There is general consensus that the synchronous development of the embryo and endometrium is absolutely essential for successful implantation. Recent studies have strongly suggested that embryo-secreted factors are able to deliver into the endometrial cavity/endometrium and alter its protein profile in preparation for implantation. However, there is limited research focusing on long noncoding RNA (lncRNA) changes in the endometrium that brought about by the embryonic derived factors. It has been suggested that lncRNA has intricate interplay with microRNA (miR), small (∼19–22 nucleotides), non-protein-coding RNA, to regulate protein production in the endometrium, thus controlling adhesive capacity. Here through microarray assays, we compare the lncRNA profile of the primary human endometrial epithelial cells (HEECs) that have been precultured with blastocyst-conditioned media (BCM) from embryos that implanted versus nonimplanted.
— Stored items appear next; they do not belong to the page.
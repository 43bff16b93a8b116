// External state representation for persistent nodes
// Buckets and trees serialize to nested tuples of `Datum`; child nodes appear
// either as live in-memory references or as persistent references by oid.

use serde::{Deserialize, Serialize};
use std::fmt;
use std::rc::Rc;

use crate::persistence::PersistentObject;

/// Object identifier assigned by a data manager
#[derive(Debug, Clone, Copy, PartialEq, Eq, Hash, PartialOrd, Ord, Serialize, Deserialize)]
pub struct Oid(pub u64);

impl fmt::Display for Oid {
    fn fmt(&self, f: &mut fmt::Formatter<'_>) -> fmt::Result {
        write!(f, "0x{:016x}", self.0)
    }
}

/// Class metadata carried with every persistent reference
#[derive(Debug, Clone, Copy, PartialEq, Eq, Hash, Serialize, Deserialize)]
pub enum NodeKind {
    Bucket,
    Set,
    Tree,
    TreeSet,
    Length,
}

impl NodeKind {
    pub fn is_tree(self) -> bool {
        matches!(self, NodeKind::Tree | NodeKind::TreeSet)
    }

    pub fn is_bucket(self) -> bool {
        matches!(self, NodeKind::Bucket | NodeKind::Set)
    }

    /// Leaf kind stored under a tree kind
    pub fn leaf_kind(self) -> NodeKind {
        match self {
            NodeKind::Tree => NodeKind::Bucket,
            NodeKind::TreeSet => NodeKind::Set,
            other => other,
        }
    }
}

/// Persistent reference: oid plus the kind needed to build a ghost for it
#[derive(Debug, Clone, Copy, PartialEq, Eq, Hash, Serialize, Deserialize)]
pub struct PersistentRef {
    pub oid: Oid,
    pub kind: NodeKind,
}

/// In-memory reference to a live node, used when a state is produced
/// without a data manager (plain copy/restore).
#[derive(Clone)]
pub struct ObjectRef(pub(crate) Rc<dyn PersistentObject>);

impl ObjectRef {
    pub fn kind(&self) -> NodeKind {
        self.0.kind()
    }

    pub fn object(&self) -> &Rc<dyn PersistentObject> {
        &self.0
    }
}

impl fmt::Debug for ObjectRef {
    fn fmt(&self, f: &mut fmt::Formatter<'_>) -> fmt::Result {
        match self.0.oid() {
            Some(oid) => write!(f, "<{:?} {}>", self.0.kind(), oid),
            None => write!(f, "<{:?} unsaved>", self.0.kind()),
        }
    }
}

impl PartialEq for ObjectRef {
    fn eq(&self, other: &Self) -> bool {
        Rc::ptr_eq(&self.0, &other.0)
    }
}

/// A value in the external representation
#[derive(Debug, Clone, PartialEq, Serialize, Deserialize)]
pub enum Datum {
    None,
    Int(i64),
    UInt(u64),
    Float(f64),
    Bytes(Vec<u8>),
    Str(String),
    Tuple(Vec<Datum>),
    Ref(PersistentRef),
    /// Identity of an object that only compares by identity
    Opaque(u64),
    #[serde(skip)]
    Node(ObjectRef),
}

impl Datum {
    pub fn tuple(items: Vec<Datum>) -> Datum {
        Datum::Tuple(items)
    }

    pub fn is_none(&self) -> bool {
        matches!(self, Datum::None)
    }

    pub fn as_tuple(&self) -> Option<&[Datum]> {
        match self {
            Datum::Tuple(items) => Some(items),
            _ => None,
        }
    }

    /// Name of the variant, for error messages
    pub fn type_name(&self) -> &'static str {
        match self {
            Datum::None => "None",
            Datum::Int(_) => "int",
            Datum::UInt(_) => "uint",
            Datum::Float(_) => "float",
            Datum::Bytes(_) => "bytes",
            Datum::Str(_) => "str",
            Datum::Tuple(_) => "tuple",
            Datum::Ref(_) => "persistent reference",
            Datum::Opaque(_) => "opaque object",
            Datum::Node(_) => "node",
        }
    }

    /// Replace every live node reference with the value returned by `f`,
    /// walking nested tuples without recursion.
    pub(crate) fn replace_nodes<F>(&mut self, mut f: F) -> crate::error::Result<()>
    where
        F: FnMut(&ObjectRef) -> crate::error::Result<Datum>,
    {
        let mut stack: Vec<&mut Datum> = vec![self];
        while let Some(datum) = stack.pop() {
            if let Datum::Node(node) = &*datum {
                let replacement = f(node)?;
                *datum = replacement;
                continue;
            }
            if let Datum::Tuple(items) = datum {
                stack.extend(items.iter_mut());
            }
        }
        Ok(())
    }
}

#[cfg(test)]
mod tests {
    use super::*;

    #[test]
    fn test_datum_serde_roundtrip_without_nodes() {
        let datum = Datum::tuple(vec![
            Datum::tuple(vec![Datum::Int(1), Datum::Str("a".into())]),
            Datum::Ref(PersistentRef {
                oid: Oid(7),
                kind: NodeKind::Bucket,
            }),
        ]);
        let bytes = bincode::serialize(&datum).expect("serialize");
        let back: Datum = bincode::deserialize(&bytes).expect("deserialize");
        assert_eq!(back, datum);
    }

    #[test]
    fn test_leaf_kinds() {
        assert_eq!(NodeKind::Tree.leaf_kind(), NodeKind::Bucket);
        assert_eq!(NodeKind::TreeSet.leaf_kind(), NodeKind::Set);
        assert!(NodeKind::TreeSet.is_tree());
        assert!(NodeKind::Set.is_bucket());
    }
}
Our data indicate a substantial change of lncRNA expression in HEECs, including 9 up-regulated and 12 down-regulated lncRNAs after incubation with implanted BCM. Selective knockdown of PTENP1, the most increased lncRNA after implanted BCM treatment in the HEECs, compromised the spheroid adhesion (P < 0.001). Characterization of PTENP1 confirmed its expression in the luminal epithelium with staining appeared most intense in the midsecretory phase. Furthermore, we have recorded a substantial change of miR profile upon PTENP1 knockdown in HEECs. Overexpression of miR-590-3p, a novel predicted target of PTENP1, impaired spheroid adhesion (P < 0.001). Collectively, these data have supported a novel regulation system that lncRNAs were able to participate in the regulation of implantation through association with miRs.
Summary sentence
Human endometrial epithelial cells treated with nonimplanted blastocyst conditioned media down-regulate PTENP1 expression and impair their adhesive capacity.